▶ _What the task requires_
Write out exactly the lines from the first line of the records below through the line that contains "pub fn new(num: i64, den: i64, shift: i64)", and stop there.
Content starts
//! Exact rational index maps.
//!
//! A stage maps an output index `j` to a coordinate in its input frame.
//! Downsampling stages scale by the stride, upsampling stages divide by it,
//! so compositions along the chain are kept as `(num·x + shift) / den` with
//! integer parts and reduced by their gcd.

/// `x ↦ (num·x + shift) / den`, with `num > 0` and `den > 0`.
#[derive(Clone, Copy, Debug, PartialEq, Eq)]
pub struct Affine {
    pub num: i64,
    pub den: i64,
    pub shift: i64,
}

impl Affine {
    pub fn identity() -> Self {
        Self {
            num: 1,
            den: 1,
            shift: 0,
        }
    }

    pub fn new(num: i64, den: i64, shift: i64) -> Self {
        debug_assert!(num > 0 && den > 0);
        Self { num, den, shift }.reduced()
    }

    /// `self ∘ inner`: apply `inner` first, then `self`.
    pub fn after(&self, inner: &Affine) -> Affine {
        // (n1·((n2·x + s2)/d2) + s1)/d1 = (n1·n2·x + n1·s2 + s1·d2) / (d1·d2)
        Affine::new(
            self.num * inner.num,
            self.den * inner.den,
            self.num * inner.shift + self.shift * inner.den,
        )
    }

    /// Image of `x` if it is an integer.
    pub fn apply_exact(&self, x: i64) -> Option<i64> {
        let v = self.num * x + self.shift;
        if v.rem_euclid(self.den) == 0 {
            Some(v.div_euclid(self.den))
        } else {
            None
        }
    }

    fn reduced(self) -> Self {
        let g = gcd(gcd(self.num, self.den), self.shift.abs());
        if g <= 1 {
            return self;
        }
        Self {
            num: self.num / g,
            den: self.den / g,
            shift: self.shift / g,
        }
    }
}

fn gcd(mut a: i64, mut b: i64) -> i64 {
    while b != 0 {
        let t = a % b;
        a = b;
        b = t;
    }
    a.abs()
}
Content ends
▶ _Response area_
//! Exact rational index maps.
//!
//! A stage maps an output index `j` to a coordinate in its input frame.
//! Downsampling stages scale by the stride, upsampling stages divide by it,
//! so compositions along the chain are kept as `(num·x + shift) / den` with
//! integer parts and reduced by their gcd.

/// `x ↦ (num·x + shift) / den`, with `num > 0` and `den > 0`.
#[derive(Clone, Copy, Debug, PartialEq, Eq)]
pub struct Affine {
    pub num: i64,
    pub den: i64,
    pub shift: i64,
}

impl Affine {
    pub fn identity() -> Self {
        Self {
            num: 1,
            den: 1,
            shift: 0,
        }
    }

    pub fn new(num: i64, den: i64, shift: i64) -> Self {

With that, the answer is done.